WORK ORDER.
Report how many lines in the records hold the string "SourceConfig"; give the number and nothing else.

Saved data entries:

* * * * *

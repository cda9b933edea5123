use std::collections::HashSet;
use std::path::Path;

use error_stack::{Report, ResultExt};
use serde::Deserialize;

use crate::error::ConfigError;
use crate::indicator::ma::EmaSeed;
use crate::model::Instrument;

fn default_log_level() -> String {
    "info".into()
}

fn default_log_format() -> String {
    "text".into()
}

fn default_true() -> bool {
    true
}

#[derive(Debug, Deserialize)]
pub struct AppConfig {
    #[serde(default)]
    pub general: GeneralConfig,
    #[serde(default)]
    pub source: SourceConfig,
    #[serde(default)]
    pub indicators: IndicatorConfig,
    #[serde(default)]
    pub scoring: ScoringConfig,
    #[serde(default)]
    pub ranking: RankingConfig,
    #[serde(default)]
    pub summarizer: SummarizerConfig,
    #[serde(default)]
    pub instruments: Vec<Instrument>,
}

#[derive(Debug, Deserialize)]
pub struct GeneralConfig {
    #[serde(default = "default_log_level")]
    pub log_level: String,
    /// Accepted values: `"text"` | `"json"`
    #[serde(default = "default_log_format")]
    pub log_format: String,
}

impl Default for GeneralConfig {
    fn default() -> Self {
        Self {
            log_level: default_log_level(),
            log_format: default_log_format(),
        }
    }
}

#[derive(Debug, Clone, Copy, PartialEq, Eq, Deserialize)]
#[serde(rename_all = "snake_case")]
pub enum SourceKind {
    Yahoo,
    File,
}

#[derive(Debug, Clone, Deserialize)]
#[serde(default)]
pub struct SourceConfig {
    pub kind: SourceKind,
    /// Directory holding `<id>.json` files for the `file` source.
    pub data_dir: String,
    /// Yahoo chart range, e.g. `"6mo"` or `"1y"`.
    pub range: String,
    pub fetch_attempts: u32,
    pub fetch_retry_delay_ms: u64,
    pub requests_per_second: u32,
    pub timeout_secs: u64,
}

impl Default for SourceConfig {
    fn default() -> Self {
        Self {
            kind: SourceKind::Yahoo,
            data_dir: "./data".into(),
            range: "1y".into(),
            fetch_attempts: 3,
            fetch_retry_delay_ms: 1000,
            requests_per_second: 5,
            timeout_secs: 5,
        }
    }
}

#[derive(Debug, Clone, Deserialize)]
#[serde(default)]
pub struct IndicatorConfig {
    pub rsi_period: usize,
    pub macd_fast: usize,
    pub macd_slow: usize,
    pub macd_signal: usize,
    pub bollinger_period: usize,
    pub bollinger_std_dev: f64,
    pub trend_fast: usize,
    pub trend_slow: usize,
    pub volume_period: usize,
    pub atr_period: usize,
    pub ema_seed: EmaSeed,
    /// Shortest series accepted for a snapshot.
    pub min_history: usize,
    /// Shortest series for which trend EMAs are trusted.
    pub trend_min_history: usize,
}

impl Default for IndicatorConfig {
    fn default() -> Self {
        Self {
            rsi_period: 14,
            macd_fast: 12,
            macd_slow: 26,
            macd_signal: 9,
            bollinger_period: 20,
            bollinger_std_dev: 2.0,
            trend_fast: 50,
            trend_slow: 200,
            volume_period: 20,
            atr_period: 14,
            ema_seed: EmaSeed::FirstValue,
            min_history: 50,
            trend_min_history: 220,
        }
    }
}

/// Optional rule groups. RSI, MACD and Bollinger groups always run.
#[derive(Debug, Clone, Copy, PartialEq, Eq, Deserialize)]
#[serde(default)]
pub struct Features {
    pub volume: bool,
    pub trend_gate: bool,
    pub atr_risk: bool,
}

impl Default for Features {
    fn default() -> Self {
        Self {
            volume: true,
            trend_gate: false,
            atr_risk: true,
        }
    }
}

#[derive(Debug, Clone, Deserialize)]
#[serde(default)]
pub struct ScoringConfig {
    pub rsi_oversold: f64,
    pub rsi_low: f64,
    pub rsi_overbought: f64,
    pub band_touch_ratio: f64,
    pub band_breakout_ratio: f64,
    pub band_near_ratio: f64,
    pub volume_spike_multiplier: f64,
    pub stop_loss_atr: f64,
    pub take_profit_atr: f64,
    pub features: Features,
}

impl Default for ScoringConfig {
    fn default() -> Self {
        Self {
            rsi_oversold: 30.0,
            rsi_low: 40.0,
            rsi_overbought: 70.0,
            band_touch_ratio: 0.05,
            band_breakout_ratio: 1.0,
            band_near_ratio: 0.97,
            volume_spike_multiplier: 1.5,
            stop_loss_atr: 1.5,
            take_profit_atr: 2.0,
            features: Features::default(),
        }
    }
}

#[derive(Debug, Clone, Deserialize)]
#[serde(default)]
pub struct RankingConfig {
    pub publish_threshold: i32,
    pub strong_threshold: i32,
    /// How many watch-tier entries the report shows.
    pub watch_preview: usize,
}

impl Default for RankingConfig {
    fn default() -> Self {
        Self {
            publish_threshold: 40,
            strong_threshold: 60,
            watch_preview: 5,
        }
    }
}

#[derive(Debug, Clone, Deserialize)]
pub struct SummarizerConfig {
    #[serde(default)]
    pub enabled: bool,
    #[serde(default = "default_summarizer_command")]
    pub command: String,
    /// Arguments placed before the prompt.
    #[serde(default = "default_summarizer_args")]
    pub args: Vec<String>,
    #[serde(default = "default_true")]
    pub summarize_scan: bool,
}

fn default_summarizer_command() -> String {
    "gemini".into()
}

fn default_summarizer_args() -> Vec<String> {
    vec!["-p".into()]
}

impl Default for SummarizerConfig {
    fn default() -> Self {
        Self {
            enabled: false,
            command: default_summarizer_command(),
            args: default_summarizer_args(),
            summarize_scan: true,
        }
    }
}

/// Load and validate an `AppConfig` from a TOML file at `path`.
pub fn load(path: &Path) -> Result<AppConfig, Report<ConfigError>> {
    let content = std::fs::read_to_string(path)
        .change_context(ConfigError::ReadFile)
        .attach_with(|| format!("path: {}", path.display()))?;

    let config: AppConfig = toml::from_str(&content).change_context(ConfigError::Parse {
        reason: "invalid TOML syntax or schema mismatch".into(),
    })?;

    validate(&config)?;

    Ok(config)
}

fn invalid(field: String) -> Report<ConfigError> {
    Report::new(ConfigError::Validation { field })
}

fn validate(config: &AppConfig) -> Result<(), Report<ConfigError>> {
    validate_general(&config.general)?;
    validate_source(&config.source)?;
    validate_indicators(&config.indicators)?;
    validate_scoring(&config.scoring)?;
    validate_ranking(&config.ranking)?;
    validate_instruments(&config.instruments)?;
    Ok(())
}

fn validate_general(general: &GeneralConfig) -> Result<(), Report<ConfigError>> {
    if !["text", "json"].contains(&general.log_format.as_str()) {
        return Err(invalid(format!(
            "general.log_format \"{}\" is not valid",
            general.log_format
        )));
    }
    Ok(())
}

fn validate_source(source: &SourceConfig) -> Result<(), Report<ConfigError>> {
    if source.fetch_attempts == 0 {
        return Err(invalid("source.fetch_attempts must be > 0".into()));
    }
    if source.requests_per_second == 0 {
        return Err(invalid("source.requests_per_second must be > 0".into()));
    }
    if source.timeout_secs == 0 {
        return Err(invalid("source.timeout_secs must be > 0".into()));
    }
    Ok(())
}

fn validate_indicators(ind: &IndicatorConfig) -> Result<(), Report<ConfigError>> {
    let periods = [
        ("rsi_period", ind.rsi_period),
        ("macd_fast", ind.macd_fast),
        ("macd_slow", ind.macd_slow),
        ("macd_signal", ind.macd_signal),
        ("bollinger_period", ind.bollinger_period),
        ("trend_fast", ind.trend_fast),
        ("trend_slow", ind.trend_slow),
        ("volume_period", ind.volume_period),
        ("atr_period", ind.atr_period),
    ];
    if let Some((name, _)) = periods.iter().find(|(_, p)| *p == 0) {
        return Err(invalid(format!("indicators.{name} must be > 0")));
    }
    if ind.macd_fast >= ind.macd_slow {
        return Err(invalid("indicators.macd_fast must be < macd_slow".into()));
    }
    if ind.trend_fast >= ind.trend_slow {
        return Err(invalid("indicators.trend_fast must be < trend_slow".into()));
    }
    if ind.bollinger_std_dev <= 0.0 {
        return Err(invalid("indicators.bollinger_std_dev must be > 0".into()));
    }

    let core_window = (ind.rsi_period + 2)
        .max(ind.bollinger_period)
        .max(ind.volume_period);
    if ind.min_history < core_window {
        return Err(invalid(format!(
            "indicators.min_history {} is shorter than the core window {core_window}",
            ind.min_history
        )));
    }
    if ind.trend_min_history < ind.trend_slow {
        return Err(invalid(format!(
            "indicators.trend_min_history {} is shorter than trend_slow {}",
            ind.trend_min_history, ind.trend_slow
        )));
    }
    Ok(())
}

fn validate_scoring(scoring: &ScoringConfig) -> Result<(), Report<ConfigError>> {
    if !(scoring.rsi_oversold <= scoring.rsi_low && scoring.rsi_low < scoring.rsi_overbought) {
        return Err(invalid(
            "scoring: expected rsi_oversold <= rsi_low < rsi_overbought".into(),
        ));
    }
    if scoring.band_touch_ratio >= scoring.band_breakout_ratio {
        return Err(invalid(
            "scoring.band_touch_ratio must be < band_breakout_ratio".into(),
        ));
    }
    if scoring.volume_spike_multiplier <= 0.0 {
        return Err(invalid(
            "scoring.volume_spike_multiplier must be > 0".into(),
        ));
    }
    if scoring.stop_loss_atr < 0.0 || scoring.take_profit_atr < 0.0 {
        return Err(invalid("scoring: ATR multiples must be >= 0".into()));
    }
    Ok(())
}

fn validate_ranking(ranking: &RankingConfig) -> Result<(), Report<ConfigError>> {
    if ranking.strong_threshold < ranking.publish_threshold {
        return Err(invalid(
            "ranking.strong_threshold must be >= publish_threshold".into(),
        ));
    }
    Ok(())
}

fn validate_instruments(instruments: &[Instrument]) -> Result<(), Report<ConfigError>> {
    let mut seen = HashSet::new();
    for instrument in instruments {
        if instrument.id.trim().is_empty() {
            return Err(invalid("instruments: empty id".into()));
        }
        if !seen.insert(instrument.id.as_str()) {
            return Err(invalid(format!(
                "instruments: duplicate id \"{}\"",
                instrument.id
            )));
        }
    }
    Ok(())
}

* * * * *

OUTPUT.
4